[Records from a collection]

Start of Block

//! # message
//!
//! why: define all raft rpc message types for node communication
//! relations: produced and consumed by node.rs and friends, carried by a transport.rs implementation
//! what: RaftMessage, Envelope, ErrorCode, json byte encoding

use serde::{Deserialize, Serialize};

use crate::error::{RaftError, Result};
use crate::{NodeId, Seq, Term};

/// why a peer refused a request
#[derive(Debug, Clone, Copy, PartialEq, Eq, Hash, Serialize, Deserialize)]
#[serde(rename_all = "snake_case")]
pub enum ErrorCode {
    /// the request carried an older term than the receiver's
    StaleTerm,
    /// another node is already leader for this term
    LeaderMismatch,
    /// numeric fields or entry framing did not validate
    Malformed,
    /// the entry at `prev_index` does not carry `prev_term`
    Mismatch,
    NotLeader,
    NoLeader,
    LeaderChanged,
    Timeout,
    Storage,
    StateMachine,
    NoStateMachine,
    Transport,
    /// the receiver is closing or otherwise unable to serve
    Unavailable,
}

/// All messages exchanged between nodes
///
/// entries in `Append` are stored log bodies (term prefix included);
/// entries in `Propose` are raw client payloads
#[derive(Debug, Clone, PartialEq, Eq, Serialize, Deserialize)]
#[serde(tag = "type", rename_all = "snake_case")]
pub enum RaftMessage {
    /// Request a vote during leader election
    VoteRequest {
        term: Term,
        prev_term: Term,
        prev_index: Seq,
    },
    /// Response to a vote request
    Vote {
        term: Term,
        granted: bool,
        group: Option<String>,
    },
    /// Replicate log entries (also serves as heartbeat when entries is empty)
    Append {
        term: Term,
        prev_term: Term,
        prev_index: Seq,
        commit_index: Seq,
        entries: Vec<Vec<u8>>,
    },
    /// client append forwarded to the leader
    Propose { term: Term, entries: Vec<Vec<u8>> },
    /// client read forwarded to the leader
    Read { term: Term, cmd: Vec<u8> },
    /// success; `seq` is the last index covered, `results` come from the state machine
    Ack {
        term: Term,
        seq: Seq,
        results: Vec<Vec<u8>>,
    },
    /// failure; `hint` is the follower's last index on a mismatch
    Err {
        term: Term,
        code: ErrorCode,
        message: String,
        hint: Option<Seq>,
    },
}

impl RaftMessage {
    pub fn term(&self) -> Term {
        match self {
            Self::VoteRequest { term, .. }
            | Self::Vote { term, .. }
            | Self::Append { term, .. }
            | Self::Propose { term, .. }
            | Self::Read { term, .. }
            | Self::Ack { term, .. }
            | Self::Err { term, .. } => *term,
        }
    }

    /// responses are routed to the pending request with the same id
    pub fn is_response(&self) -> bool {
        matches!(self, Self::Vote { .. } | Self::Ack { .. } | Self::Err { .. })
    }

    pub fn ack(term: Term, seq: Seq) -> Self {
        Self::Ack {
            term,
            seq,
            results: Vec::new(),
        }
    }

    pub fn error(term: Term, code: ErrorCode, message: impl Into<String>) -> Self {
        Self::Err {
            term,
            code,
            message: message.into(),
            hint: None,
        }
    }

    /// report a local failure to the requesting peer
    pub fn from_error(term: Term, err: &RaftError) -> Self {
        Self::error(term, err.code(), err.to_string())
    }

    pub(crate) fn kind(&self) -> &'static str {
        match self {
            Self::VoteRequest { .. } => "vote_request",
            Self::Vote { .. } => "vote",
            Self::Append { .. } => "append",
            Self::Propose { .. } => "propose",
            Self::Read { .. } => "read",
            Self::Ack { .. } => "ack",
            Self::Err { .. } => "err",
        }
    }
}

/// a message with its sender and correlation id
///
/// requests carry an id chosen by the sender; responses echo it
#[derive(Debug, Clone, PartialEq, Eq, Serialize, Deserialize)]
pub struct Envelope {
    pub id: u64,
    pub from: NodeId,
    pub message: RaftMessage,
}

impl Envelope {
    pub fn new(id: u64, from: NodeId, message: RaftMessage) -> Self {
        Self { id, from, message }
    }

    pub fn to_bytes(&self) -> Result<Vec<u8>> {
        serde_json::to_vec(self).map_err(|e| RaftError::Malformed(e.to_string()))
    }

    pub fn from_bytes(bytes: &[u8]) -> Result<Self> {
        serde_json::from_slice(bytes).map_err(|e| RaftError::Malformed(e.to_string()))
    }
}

End of Block
Start of Block

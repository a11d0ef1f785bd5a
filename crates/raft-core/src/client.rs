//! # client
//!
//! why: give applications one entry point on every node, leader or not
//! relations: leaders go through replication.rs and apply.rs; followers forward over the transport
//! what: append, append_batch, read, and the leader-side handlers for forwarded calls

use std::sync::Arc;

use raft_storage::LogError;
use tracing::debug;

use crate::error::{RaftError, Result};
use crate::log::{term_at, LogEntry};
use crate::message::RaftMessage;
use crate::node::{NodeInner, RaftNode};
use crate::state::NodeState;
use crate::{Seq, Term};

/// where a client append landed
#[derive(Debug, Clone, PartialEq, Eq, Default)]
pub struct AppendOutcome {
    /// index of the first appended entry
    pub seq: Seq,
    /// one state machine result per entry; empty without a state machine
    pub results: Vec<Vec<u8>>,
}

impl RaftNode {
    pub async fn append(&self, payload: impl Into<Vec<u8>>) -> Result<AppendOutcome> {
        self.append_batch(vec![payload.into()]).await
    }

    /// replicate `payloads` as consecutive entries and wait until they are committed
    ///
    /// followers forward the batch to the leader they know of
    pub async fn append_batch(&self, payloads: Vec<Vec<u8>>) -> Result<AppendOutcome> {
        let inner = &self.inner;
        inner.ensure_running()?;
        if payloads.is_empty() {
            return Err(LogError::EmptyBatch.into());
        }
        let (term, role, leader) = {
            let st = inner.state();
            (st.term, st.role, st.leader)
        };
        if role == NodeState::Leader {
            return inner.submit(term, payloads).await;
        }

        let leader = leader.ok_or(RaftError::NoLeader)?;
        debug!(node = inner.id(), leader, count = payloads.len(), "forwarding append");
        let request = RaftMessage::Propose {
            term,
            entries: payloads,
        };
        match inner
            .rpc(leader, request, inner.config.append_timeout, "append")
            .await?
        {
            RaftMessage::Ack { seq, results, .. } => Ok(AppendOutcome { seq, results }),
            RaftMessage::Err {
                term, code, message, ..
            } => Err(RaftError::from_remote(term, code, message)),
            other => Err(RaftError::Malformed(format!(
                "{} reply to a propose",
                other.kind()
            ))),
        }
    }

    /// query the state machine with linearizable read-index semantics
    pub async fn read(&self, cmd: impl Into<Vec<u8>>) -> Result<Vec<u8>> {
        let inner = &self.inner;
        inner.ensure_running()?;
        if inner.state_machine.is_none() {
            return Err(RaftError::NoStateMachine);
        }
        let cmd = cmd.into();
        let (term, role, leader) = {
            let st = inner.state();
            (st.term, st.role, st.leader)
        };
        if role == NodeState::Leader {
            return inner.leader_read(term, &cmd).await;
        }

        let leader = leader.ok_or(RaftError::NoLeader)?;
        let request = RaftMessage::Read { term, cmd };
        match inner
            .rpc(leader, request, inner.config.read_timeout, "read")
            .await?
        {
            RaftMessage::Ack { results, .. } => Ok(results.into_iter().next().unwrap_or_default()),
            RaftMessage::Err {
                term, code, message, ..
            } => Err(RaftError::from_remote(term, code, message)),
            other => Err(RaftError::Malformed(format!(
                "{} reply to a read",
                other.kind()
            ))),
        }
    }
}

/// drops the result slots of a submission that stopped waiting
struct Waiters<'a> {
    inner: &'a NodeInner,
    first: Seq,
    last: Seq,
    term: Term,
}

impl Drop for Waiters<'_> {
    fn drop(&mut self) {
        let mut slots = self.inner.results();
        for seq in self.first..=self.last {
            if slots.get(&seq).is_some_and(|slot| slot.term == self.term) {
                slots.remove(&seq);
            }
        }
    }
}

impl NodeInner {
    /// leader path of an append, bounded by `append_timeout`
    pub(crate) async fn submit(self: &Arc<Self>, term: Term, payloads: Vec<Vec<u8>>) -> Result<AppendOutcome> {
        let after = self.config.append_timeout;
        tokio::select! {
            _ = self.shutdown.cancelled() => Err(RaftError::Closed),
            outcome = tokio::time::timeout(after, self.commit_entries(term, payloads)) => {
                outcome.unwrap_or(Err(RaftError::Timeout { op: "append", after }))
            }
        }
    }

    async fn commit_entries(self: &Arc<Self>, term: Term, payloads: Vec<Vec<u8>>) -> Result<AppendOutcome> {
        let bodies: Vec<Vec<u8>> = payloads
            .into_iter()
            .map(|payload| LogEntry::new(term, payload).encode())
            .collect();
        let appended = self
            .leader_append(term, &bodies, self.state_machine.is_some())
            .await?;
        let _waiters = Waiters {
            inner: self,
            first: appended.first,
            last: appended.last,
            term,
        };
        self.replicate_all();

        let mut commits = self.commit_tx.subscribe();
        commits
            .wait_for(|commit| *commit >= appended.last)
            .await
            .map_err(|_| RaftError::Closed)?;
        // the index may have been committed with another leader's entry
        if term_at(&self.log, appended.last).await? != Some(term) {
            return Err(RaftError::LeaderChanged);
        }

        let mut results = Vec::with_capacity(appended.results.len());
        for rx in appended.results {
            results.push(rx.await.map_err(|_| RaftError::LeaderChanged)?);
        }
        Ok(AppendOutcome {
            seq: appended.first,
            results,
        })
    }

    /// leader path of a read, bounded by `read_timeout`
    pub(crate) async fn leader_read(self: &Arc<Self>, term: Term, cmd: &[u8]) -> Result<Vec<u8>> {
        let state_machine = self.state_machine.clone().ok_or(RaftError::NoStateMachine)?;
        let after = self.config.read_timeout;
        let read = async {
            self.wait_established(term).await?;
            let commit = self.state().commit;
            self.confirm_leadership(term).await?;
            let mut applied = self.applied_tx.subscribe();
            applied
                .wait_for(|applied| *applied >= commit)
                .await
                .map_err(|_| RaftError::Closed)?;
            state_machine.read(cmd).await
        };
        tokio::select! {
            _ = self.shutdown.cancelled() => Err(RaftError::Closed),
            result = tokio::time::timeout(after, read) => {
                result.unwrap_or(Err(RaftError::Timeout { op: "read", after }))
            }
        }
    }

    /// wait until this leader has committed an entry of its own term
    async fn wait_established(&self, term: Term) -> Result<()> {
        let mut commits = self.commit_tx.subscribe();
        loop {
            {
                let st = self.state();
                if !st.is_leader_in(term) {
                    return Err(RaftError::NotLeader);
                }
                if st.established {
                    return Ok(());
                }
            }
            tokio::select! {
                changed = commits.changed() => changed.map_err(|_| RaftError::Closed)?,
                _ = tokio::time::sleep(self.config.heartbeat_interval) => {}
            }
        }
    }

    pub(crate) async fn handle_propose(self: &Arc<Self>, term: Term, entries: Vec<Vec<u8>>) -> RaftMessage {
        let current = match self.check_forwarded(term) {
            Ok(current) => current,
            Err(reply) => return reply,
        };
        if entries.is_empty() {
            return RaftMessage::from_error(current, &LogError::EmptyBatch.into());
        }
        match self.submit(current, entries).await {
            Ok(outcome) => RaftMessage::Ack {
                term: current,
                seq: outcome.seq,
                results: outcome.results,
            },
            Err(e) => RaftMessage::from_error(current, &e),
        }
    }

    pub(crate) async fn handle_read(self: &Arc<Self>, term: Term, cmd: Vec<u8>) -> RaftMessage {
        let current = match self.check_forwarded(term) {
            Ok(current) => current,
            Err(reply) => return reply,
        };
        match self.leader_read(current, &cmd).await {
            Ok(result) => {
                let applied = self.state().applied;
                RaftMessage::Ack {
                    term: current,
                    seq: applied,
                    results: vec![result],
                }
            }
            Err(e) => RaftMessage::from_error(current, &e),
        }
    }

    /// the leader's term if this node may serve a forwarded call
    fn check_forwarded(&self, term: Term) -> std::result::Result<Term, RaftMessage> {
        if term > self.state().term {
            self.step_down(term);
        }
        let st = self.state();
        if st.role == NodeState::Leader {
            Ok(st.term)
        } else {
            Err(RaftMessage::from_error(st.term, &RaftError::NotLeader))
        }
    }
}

End of Block
Start of Block

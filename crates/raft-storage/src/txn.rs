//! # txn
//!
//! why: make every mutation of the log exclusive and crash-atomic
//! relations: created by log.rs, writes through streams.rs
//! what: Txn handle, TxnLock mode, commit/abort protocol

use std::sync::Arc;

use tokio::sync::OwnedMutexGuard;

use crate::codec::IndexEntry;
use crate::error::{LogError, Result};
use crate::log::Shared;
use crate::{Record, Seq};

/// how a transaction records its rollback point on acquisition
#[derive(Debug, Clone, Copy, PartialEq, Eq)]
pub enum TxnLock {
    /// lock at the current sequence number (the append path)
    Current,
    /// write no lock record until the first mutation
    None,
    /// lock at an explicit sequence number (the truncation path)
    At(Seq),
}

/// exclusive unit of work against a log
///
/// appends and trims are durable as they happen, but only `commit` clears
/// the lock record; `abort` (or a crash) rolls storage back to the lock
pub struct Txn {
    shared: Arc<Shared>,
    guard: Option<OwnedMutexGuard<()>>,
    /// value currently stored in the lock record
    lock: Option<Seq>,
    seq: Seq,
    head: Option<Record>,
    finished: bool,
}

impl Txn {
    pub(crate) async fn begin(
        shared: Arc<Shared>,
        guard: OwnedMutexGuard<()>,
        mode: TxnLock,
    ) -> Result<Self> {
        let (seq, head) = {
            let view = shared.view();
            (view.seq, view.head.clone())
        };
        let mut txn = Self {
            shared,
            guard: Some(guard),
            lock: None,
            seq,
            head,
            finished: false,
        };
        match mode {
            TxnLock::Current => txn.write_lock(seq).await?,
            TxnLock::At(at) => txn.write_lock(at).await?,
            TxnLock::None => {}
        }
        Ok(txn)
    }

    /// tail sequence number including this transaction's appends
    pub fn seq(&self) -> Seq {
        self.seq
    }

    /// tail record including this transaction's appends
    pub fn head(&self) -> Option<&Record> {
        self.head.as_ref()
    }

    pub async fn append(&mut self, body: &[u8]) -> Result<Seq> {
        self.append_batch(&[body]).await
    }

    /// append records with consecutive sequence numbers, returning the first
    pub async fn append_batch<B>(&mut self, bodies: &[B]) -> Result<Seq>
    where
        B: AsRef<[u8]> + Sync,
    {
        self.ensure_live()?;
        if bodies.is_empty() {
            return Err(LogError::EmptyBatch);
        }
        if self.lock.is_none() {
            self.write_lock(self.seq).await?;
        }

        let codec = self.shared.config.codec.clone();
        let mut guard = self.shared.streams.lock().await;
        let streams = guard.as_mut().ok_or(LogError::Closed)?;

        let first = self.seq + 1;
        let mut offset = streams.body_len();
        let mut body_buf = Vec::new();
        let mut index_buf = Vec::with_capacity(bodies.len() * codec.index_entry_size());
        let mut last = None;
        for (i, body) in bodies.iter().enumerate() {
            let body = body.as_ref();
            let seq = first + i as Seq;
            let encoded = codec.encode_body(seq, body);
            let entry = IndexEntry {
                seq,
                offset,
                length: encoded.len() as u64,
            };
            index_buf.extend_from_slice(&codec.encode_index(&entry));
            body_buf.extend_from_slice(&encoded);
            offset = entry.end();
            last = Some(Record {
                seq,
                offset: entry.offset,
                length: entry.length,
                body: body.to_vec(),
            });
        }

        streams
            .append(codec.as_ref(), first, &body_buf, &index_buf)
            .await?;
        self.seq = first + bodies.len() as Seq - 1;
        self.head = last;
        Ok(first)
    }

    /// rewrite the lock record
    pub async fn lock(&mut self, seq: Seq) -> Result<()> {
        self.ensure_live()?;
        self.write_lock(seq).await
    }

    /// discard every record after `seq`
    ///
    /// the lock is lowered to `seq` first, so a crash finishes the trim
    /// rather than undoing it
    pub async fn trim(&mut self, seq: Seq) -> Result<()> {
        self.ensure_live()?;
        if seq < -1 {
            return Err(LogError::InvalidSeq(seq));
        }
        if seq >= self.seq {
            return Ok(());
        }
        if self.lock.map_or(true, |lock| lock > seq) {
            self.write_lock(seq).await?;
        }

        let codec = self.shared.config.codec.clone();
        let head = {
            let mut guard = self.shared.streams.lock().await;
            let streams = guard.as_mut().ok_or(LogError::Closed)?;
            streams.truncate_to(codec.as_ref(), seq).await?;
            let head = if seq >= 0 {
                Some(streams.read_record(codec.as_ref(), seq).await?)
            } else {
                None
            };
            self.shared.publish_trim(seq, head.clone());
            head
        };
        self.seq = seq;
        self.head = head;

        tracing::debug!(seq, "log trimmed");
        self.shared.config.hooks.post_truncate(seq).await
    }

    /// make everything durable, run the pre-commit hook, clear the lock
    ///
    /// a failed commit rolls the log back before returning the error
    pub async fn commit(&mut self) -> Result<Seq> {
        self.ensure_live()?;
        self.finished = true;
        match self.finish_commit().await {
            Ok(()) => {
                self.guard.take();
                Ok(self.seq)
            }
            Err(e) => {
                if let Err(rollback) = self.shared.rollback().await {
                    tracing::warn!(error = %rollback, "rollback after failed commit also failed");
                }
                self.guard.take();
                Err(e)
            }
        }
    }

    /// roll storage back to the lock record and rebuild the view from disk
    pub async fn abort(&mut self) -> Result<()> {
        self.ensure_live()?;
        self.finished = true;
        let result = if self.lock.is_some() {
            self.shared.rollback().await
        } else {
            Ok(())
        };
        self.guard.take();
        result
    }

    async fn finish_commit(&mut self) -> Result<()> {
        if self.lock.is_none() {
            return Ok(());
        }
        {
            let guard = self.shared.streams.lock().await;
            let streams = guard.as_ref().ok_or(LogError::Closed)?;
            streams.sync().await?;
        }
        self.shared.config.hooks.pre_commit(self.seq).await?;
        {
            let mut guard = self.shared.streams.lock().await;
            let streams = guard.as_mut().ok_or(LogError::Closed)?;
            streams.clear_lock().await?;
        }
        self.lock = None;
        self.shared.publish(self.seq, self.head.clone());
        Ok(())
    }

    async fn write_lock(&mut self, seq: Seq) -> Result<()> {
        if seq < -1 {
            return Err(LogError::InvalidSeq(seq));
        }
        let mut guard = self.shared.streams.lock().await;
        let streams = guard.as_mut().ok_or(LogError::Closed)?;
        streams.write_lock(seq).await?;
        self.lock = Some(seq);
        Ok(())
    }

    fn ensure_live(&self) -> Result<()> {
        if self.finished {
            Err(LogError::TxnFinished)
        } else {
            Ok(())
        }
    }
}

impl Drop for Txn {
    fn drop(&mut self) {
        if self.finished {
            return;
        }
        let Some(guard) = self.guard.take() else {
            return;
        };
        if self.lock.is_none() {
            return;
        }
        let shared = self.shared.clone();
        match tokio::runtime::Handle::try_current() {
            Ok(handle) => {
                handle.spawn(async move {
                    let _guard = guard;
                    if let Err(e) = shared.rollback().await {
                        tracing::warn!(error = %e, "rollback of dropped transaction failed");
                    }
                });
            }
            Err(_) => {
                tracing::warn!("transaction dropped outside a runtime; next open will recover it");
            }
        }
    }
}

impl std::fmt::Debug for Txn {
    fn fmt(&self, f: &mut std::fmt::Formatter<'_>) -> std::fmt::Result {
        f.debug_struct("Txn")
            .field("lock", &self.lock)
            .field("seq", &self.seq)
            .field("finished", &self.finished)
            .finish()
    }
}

End of Block

From the data above, copy each line that holds "filename".

Result =
filename crates/raft-core/src/client.rs
filename crates/raft-storage/src/txn.rs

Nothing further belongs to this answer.